But I wanted to address a different problem in this post. What do we expect to happen if we do and if we don’t have equal opportunities? One could argue that education is a way for people’s potential added value numbers to be generated. A person without an education could do very few jobs, that’s the idea at least. To be an engineer, for instance, you probably need to study engineering at least. Let us suppose for the moment that Yvonne simply has no access to education. And without education the added value she can provide is very limited in all three positions. In fact assume it is limited to 20 thousand a year in each job. The new situation can then be depicted in the following table.

Given the insight from the previous post we know that the only stable allocation or matching is the total added value maximizing one. Here this means that Yvonne will be manager (a very bad one and also badly paid), Jacqueline technician, and Yvonne recycling expert. The total added value is 20+220+180=420 thousand a year. By assumption this is less than in the case when Yvonne is educated. But more interestingly, now Jacqueline has less competition (when educated Yvonne is also not such a bad manager) and now Jacqueline needs to be paid at least 180 thousand a year.
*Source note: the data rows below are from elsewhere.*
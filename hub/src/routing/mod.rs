//! Task routing to the best available executor

pub mod router;

pub use router::*;
//! Delegation Orchestrator
//!
//! Validates a task request, resolves its executor (explicit target or
//! router pick), tracks the execution in the in-flight map, and turns every
//! outcome into a [`TaskResponse`]. Nothing raised by an executor escapes:
//! errors, panics, timeouts and cancellations all become failed responses.
//!
//! Per task: `submitted -> validating -> (rejected | executing) ->
//! (completed | failed | cancelled)`.

use std::collections::{HashMap, HashSet};
use std::sync::Arc;

use tokio::sync::RwLock;
use tokio::task::{AbortHandle, JoinError};
use tokio_util::sync::CancellationToken;
use tracing::{debug, info, warn};

use crate::config::DelegationConfig;
use crate::error::{ErrorKind, HubError, Result};
use crate::executor::{ExecutorId, ExecutorStatus};
use crate::registry::{ExecutorRegistry, Registration};
use crate::routing::CapabilityRouter;

use super::{ExecutionMetadata, ExecutionOutcome, TaskExecutor, TaskId, TaskRequest, TaskResponse};

/// Execution currently tracked by the orchestrator
#[derive(Debug, Clone)]
pub struct InFlightTask {
    pub metadata: ExecutionMetadata,
    cancel: CancellationToken,
}

type InFlightMap = Arc<RwLock<HashMap<TaskId, InFlightTask>>>;

/// Releases an in-flight slot when the delegating future is dropped mid-run
///
/// Cancels the token, aborts the spawned execution and removes the entry.
/// Disarmed once `run` has removed the entry itself.
struct InFlightGuard {
    in_flight: InFlightMap,
    task_id: TaskId,
    cancel: CancellationToken,
    abort: Option<AbortHandle>,
    armed: bool,
}

impl InFlightGuard {
    fn new(in_flight: InFlightMap, task_id: TaskId, cancel: CancellationToken) -> Self {
        Self {
            in_flight,
            task_id,
            cancel,
            abort: None,
            armed: true,
        }
    }

    fn disarm(mut self) {
        self.armed = false;
    }
}

impl Drop for InFlightGuard {
    fn drop(&mut self) {
        if !self.armed {
            return;
        }

        self.cancel.cancel();
        if let Some(abort) = &self.abort {
            abort.abort();
        }
        warn!("Delegation of task {} abandoned by its caller", self.task_id);

        if let Ok(mut in_flight) = self.in_flight.try_write() {
            in_flight.remove(&self.task_id);
            return;
        }

        // lock is busy; finish the removal on the runtime
        let in_flight = self.in_flight.clone();
        let task_id = self.task_id.clone();
        if let Ok(runtime) = tokio::runtime::Handle::try_current() {
            runtime.spawn(async move {
                in_flight.write().await.remove(&task_id);
            });
        }
    }
}

/// How the execution race ended
enum Completion {
    Joined(std::result::Result<anyhow::Result<ExecutionOutcome>, JoinError>),
    TimedOut,
    Cancelled,
}

/// Validates, routes and runs delegated tasks
pub struct DelegationOrchestrator {
    registry: Arc<ExecutorRegistry>,
    router: CapabilityRouter,
    executor: Arc<dyn TaskExecutor>,
    in_flight: InFlightMap,
    config: DelegationConfig,
}

impl DelegationOrchestrator {
    pub fn new(
        registry: Arc<ExecutorRegistry>,
        executor: Arc<dyn TaskExecutor>,
        config: DelegationConfig,
    ) -> Self {
        Self {
            router: CapabilityRouter::new(registry.clone()),
            registry,
            executor,
            in_flight: Arc::new(RwLock::new(HashMap::new())),
            config,
        }
    }

    pub fn router(&self) -> &CapabilityRouter {
        &self.router
    }

    // ========================================================================
    // Delegation
    // ========================================================================

    /// Run one delegation attempt; never fails, never panics
    pub async fn delegate_task(&self, request: TaskRequest) -> TaskResponse {
        if let Err(e) = request.validate() {
            warn!("Rejected malformed task request: {}", e);
            return TaskResponse::rejected(&e);
        }

        let (registration, metadata, cancel) = match self.admit(&request).await {
            Ok(admitted) => admitted,
            Err(e) => {
                warn!("Task rejected: {}", e);
                return TaskResponse::rejected(&e);
            }
        };

        let guard = InFlightGuard::new(self.in_flight.clone(), metadata.task_id.clone(), cancel.clone());

        info!(
            "Delegating task {} to executor {}",
            metadata.task_id, metadata.executor_id
        );

        self.run(registration, metadata, cancel, request, guard).await
    }

    /// Resolve and validate the executor, then open an in-flight entry
    async fn admit(
        &self,
        request: &TaskRequest,
    ) -> Result<(Registration, ExecutionMetadata, CancellationToken)> {
        let registration = match &request.executor_id {
            Some(id) => self
                .registry
                .get(id)
                .await
                .ok_or_else(|| HubError::NotFound(format!("executor {}", id)))?,
            None => {
                let saturated = self.saturated_executors().await;
                self.router
                    .find_best_executor_where(&request.task, &request.required_tools, |r| {
                        !saturated.contains(r.id())
                    })
                    .await
                    .ok_or_else(|| {
                        HubError::Unavailable("no executor available for this task".to_string())
                    })?
            }
        };

        let id = registration.id().clone();
        let mut in_flight = self.in_flight.write().await;

        if registration.status != ExecutorStatus::Active {
            return Err(HubError::Unavailable(format!(
                "executor {} is {}",
                id, registration.status
            )));
        }

        let running = count_for(&in_flight, &id);
        if running >= registration.max_concurrent_tasks() {
            return Err(HubError::Unavailable(format!(
                "executor {} is at capacity ({} in flight)",
                id, running
            )));
        }

        let missing = registration.capabilities.missing_tools(&request.required_tools);
        if !missing.is_empty() {
            return Err(HubError::MissingTools {
                executor_id: id.to_string(),
                missing,
            });
        }

        let metadata = ExecutionMetadata::open(
            TaskId::new(),
            id,
            registration.descriptor.role.clone(),
        );
        let cancel = CancellationToken::new();
        in_flight.insert(
            metadata.task_id.clone(),
            InFlightTask {
                metadata: metadata.clone(),
                cancel: cancel.clone(),
            },
        );

        Ok((registration, metadata, cancel))
    }

    /// Execute and finalize an admitted task
    async fn run(
        &self,
        registration: Registration,
        mut metadata: ExecutionMetadata,
        cancel: CancellationToken,
        request: TaskRequest,
        mut guard: InFlightGuard,
    ) -> TaskResponse {
        let timeout = request.timeout;
        let executor = self.executor.clone();
        let descriptor = registration.descriptor;
        let token = cancel.clone();
        let call_request = request.clone();

        // spawned so that a panicking executor surfaces as a JoinError;
        // a cancelled task reports as cancelled even if the executor returned
        let mut handle =
            tokio::spawn(async move { executor.execute(&descriptor, &call_request, token).await });
        guard.abort = Some(handle.abort_handle());

        let completion = if self.config.enforce_timeouts {
            tokio::select! {
                biased;
                _ = cancel.cancelled() => Completion::Cancelled,
                joined = &mut handle => Completion::Joined(joined),
                _ = tokio::time::sleep(timeout) => Completion::TimedOut,
            }
        } else {
            tokio::select! {
                biased;
                _ = cancel.cancelled() => Completion::Cancelled,
                joined = &mut handle => Completion::Joined(joined),
            }
        };

        if !matches!(completion, Completion::Joined(_)) {
            cancel.cancel();
            handle.abort();
        }

        self.in_flight.write().await.remove(&metadata.task_id);
        guard.disarm();

        let executor_id = metadata.executor_id.clone();
        let response = match completion {
            Completion::Joined(Ok(Ok(outcome))) => finalize(metadata, outcome, timeout),
            Completion::Joined(Ok(Err(e))) => {
                metadata.fail(timeout);
                TaskResponse::failed(metadata, ErrorKind::ExecutionFailure, vec![e.to_string()])
            }
            Completion::Joined(Err(e)) => {
                let message = if e.is_panic() {
                    "executor panicked during execution".to_string()
                } else {
                    format!("executor task aborted: {}", e)
                };
                metadata.fail(timeout);
                TaskResponse::failed(metadata, ErrorKind::ExecutionFailure, vec![message])
            }
            Completion::TimedOut => {
                metadata.fail(timeout);
                let message = format!("task timed out after {}ms", timeout.as_millis());
                TaskResponse::failed(metadata, ErrorKind::ExecutionFailure, vec![message])
            }
            Completion::Cancelled => {
                metadata.fail(timeout);
                info!("Task {} cancelled", metadata.task_id);
                return TaskResponse::failed(
                    metadata,
                    ErrorKind::ExecutionFailure,
                    vec!["task cancelled".to_string()],
                );
            }
        };

        let duration_ms = response.metadata.as_ref().map_or(0, |m| m.duration_ms);
        if let Err(e) = self
            .registry
            .record_completion(&executor_id, response.success, duration_ms)
            .await
        {
            // unregistered while the task ran
            debug!("Completion for {} not recorded: {}", executor_id, e);
        }

        if response.success {
            info!("Task on {} completed in {}ms", executor_id, duration_ms);
        } else {
            warn!("Task on {} failed: {}", executor_id, response.errors.join("; "));
        }

        response
    }

    // ========================================================================
    // Tracking
    // ========================================================================

    /// Metadata of an in-flight task
    pub async fn get_task_status(&self, task_id: &TaskId) -> Option<ExecutionMetadata> {
        self.in_flight
            .read()
            .await
            .get(task_id)
            .map(|task| task.metadata.clone())
    }

    /// Stop tracking a task and signal its executor; false if not in flight
    pub async fn cancel_task(&self, task_id: &TaskId) -> bool {
        match self.in_flight.write().await.remove(task_id) {
            Some(task) => {
                task.cancel.cancel();
                info!("Cancelled task {}", task_id);
                true
            }
            None => false,
        }
    }

    /// Cancel every in-flight task; returns how many were cancelled
    pub async fn cancel_all(&self) -> usize {
        let drained: Vec<InFlightTask> = self.in_flight.write().await.drain().map(|(_, t)| t).collect();
        for task in &drained {
            task.cancel.cancel();
        }
        drained.len()
    }

    pub async fn in_flight_tasks(&self) -> Vec<ExecutionMetadata> {
        let mut tasks: Vec<ExecutionMetadata> = self
            .in_flight
            .read()
            .await
            .values()
            .map(|t| t.metadata.clone())
            .collect();
        tasks.sort_by_key(|m| m.started_at);
        tasks
    }

    pub async fn in_flight_count(&self) -> usize {
        self.in_flight.read().await.len()
    }

    /// Whether `id` is active and below its in-flight ceiling
    pub async fn is_available(&self, id: &ExecutorId) -> bool {
        let Some(registration) = self.registry.get(id).await else {
            return false;
        };

        registration.status == ExecutorStatus::Active
            && count_for(&*self.in_flight.read().await, id) < registration.max_concurrent_tasks()
    }

    /// Executors at their in-flight ceiling
    async fn saturated_executors(&self) -> HashSet<ExecutorId> {
        let counts: HashMap<ExecutorId, usize> = {
            let in_flight = self.in_flight.read().await;
            let mut counts = HashMap::new();
            for task in in_flight.values() {
                *counts.entry(task.metadata.executor_id.clone()).or_insert(0) += 1;
            }
            counts
        };

        let mut saturated = HashSet::new();
        for (id, running) in counts {
            if let Some(registration) = self.registry.get(&id).await {
                if running >= registration.max_concurrent_tasks() {
                    saturated.insert(id);
                }
            }
        }
        saturated
    }
}

fn count_for(in_flight: &HashMap<TaskId, InFlightTask>, id: &ExecutorId) -> usize {
    in_flight
        .values()
        .filter(|task| &task.metadata.executor_id == id)
        .count()
}

/// Build the response for an executor that returned normally
fn finalize(
    mut metadata: ExecutionMetadata,
    outcome: ExecutionOutcome,
    timeout: std::time::Duration,
) -> TaskResponse {
    metadata.close(timeout);
    metadata.tools_used = outcome.tools_used;
    metadata.tool_invocations = outcome.tool_invocations;
    metadata.collaboration_used = outcome.collaboration_used;
    metadata.confidence = outcome.confidence.min(100);

    if outcome.success {
        TaskResponse {
            success: true,
            partial: !outcome.errors.is_empty(),
            output: Some(outcome.output),
            metadata: Some(metadata),
            error_kind: None,
            errors: outcome.errors,
            warnings: outcome.warnings,
        }
    } else {
        let errors = if outcome.errors.is_empty() {
            vec!["executor reported failure".to_string()]
        } else {
            outcome.errors
        };
        TaskResponse {
            success: false,
            partial: false,
            output: Some(outcome.output),
            metadata: Some(metadata),
            error_kind: Some(ErrorKind::ExecutionFailure),
            errors,
            warnings: outcome.warnings,
        }
    }
}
Also Babette now needs to be paid at least 80 thousand a year. This means that if you ask Jacqueline and Babette in this small world if they would like Yvonne to be educated they might well say no. Because then Yvonne could compete with them for these jobs which might mean that they might be paid less.

As I said before, this post should be taken with a grain of salt. The model completely ignores the realistic possibility that an educated (and this could also mean well-trained, it does not have to mean “high-brow” education) person could create altogether new job possibilities, from which (almost) everyone in the economy could benefit. As an example consider someone who is educated in specific ways that enables him or her to start something like Microsoft or Google. Such a person then becomes a new employer and, in our model here, would create a fourth column in the matrix and thus new scope for added value.

But I could imagine that in some societies the elites, being the only ones with access to education, worry that if everyone gets an education, then their possibly not so clever offspring will have a hard time getting well-paid jobs. It is otherwise difficult to see how one could be against equal opportunities, not for fairness but for efficiency reasons. But the model is probably really too simple to provide the definite answer to this question.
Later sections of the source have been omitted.